A l’occasion de la journée nationale de la psychiatrie, mardi 22 janvier, quelques 250 personnes se sont rassemblées place de la République à Paris pour protester contre le manque de moyens au sein des hôpitaux et des différentes structures psychiatriques publiques. Psychologues, infirmiers, psychiatres, familles de patients ont tou·te·s scandé un même slogan : « la psy en sandwich ».

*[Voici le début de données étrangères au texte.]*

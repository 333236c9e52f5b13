pub use keel_core::*;
pub use keel_macros::Record;
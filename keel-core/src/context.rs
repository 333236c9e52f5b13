/// Ordering, grouping and paging of a multi-row fetch.
///
/// Immutable: every `with_*` method returns a new context, so a base context can be kept as a
/// template and specialized per query. Empty strings and `None` (or zero) omit the clause.
#[derive(Default, Debug, Clone, PartialEq, Eq)]
pub struct QueryContext {
    order: String,
    group: String,
    limit: Option<u32>,
    skip: Option<u32>,
}

impl QueryContext {
    pub fn new() -> Self {
        Self::default()
    }

    /// `ORDER BY` expression, copied verbatim into the query.
    pub fn order(&self) -> &str {
        &self.order
    }

    /// `GROUP BY` expression, copied verbatim into the query.
    pub fn group(&self) -> &str {
        &self.group
    }

    pub fn limit(&self) -> Option<u32> {
        self.limit
    }

    pub fn skip(&self) -> Option<u32> {
        self.skip
    }

    pub fn with_order(&self, order: impl Into<String>) -> Self {
        Self {
            order: order.into(),
            ..self.clone()
        }
    }

    pub fn with_group(&self, group: impl Into<String>) -> Self {
        Self {
            group: group.into(),
            ..self.clone()
        }
    }

    /// Zero removes the limit.
    pub fn with_limit(&self, limit: u32) -> Self {
        Self {
            limit: Some(limit).filter(|v| *v > 0),
            ..self.clone()
        }
    }

    /// Zero removes the offset.
    pub fn with_skip(&self, skip: u32) -> Self {
        Self {
            skip: Some(skip).filter(|v| *v > 0),
            ..self.clone()
        }
    }

    /// Whether no clause would be rendered.
    pub fn is_empty(&self) -> bool {
        self.order.is_empty()
            && self.group.is_empty()
            && self.limit.is_none()
            && self.skip.is_none()
    }
}
use crate::{AsValue, Driver, Engine, Failure, Record, Result, Rows, Value};
use std::sync::{Arc, RwLock};

static DRIVER: RwLock<Option<Arc<dyn Driver>>> = RwLock::new(None);

/// Install the driver used by the free functions of this module, replacing the previous one.
pub fn setup_driver(driver: Arc<dyn Driver>) {
    log::debug!("Installing the {} driver", driver.name());
    let mut current = DRIVER.write().unwrap_or_else(|e| e.into_inner());
    *current = Some(driver);
}

/// An engine over the installed driver.
pub fn engine() -> Result<Engine> {
    let current = DRIVER.read().unwrap_or_else(|e| e.into_inner());
    match current.as_ref() {
        Some(driver) => Ok(Engine::new(driver.clone())),
        None => {
            let error = Failure::configuration("No driver was installed, call `setup_driver` first");
            log::error!("{}", error);
            Err(error.into())
        }
    }
}

pub async fn save<R: Record>(record: &mut R) -> Result<()> {
    engine()?.save(record).await
}

pub async fn get<R: Record>(record: &mut R, id: impl AsValue) -> Result<()> {
    engine()?.get(record, id).await
}

pub async fn all<R: Record + Default>() -> Result<Rows<R>> {
    engine()?.all().await
}

pub async fn filter<R: Record + Default>(clause: &str, args: &[Value]) -> Result<Rows<R>> {
    engine()?.filter(clause, args).await
}

pub async fn first<R: Record + Default>(clause: &str, args: &[Value]) -> Result<R> {
    engine()?.first(clause, args).await
}

pub async fn remove<R: Record>(record: &R) -> Result<()> {
    engine()?.remove(record).await
}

Des blouses blanches sous une neige immaculée. Malgré le froid mordant de ce mardi 22 janvier, plusieurs centaines de personnes ont répondu à l’appel de différents hôpitaux en lutte dans toute la France. L’objectif : alerter sur la « situation dramatique de la psychiatrie publique » et demander « davantage de moyens humains pour des soins plus humains ». Toutes et tous déplorent une gestion dramatique et managériale du secteur depuis plusieurs années. Les patients ne sont plus que des chiffres que l’on empile sur des lits et sur des tableaux Excel. Les soignants ne sont plus que des exécutants, accumulant les tâches et les responsabilités, alors que s’efface tout rapport relationnel avec leurs patients. Pierre est infirmier à l’hôpital Pierre Janet au Havre, un établissement en luttes depuis plusieurs mois, un combat inspiré par l’exemple de la mobilisation victorieuse menée pendant plus de cents jours par les personnels de l’hôpital Pinel à Amiens. Sur sa blouse, il a inscrit « Ni corvéables, ni sacrifiables » au feutre rouge. Un signal d’alarme : « Je suis là pour donner des soins et pour aider les patients à se réinsérer, maintenant j’ai l’impression de ne plus faire mon boulot. […] On est sacrifiés en permanence, et ça c’est plus possible ».
« On a des patients en souffrance et des soignants épuisés »
Élise s’est déplacée depuis Nantes, où elle exerce son métier d’infirmière à l’hôpital Saint-Jacques. Le constat est le même : le temps alloué aux personnes souffrantes est de plus en plus réduit, ce qui multiplie les incidents : « On a des patients en souffrance et des soignants épuisés. Un patient est revenu dans la structure avec un manche doté de lames et a agressé quatre soignantes. Ça marque, des choses comme ça ». À ce manque de moyens s’ajoute une répartition inégale de l’accès aux soins en fonction de l’emplacement géographique. Un constat dressé par Marie-Jeanne Richard, présidente de l’Unafam, une association qui représente les familles vivant avec des personnes présentant des troubles psychiques.
« Quand un patient arrive dans un hôpital psychiatrique, on lui fait une injonction de neuroleptiques »
Stefan Jaffrin est sociologue, spécialiste de la psychiatrie. Il milite pour l’application de la Convention de l’ONU relative aux droits des personnes handicapées au sein des structures hospitalières. « La contention, qui avait quasiment disparu il y a trente ans dans la psychiatrie française […] est de retour aujourd’hui, car l’hôpital est de plus en plus pauvre. On ne prend plus du tout le temps d’écouter le patient. Quand il arrive dans un hôpital psychiatrique, on lui fait une injonction de neuroleptiques […] et on le met en isolement pendant une semaine dans une chambre ».
Florissante d’initiatives, la foule présente se rassemble autour d’une même idée : celle d’un « printemps de la psychiatrie ». Pierre Paresys, psychiatre de secteur et vice-président de l’Union Syndicale de la Psychiatrie, fait partie des premiers signataires de cette tribune : « On a bien vu avec les Gilets Jaunes : il faut que l’expression populaire se manifeste […] cette expression radicale a fait beaucoup de bien aux gens, […] ils ne sont plus seuls en train de crever chez eux ». L’appel a été signé par différents syndicats, patients, familles de patients, psychiatres, praticiens hospitaliers et élus. Danielle Simonnet, conseillère de Paris pour la France Insoumise, était d’ailleurs des leurs pour abonder dans le sens des revendications. En attendant un printemps radieux et ensoleillé, il faudra combattre l’hiver glacial et austère, pour ne pas dire “austéritaire”, qui plombe aujourd’hui le ciel de la psychiatrie publique.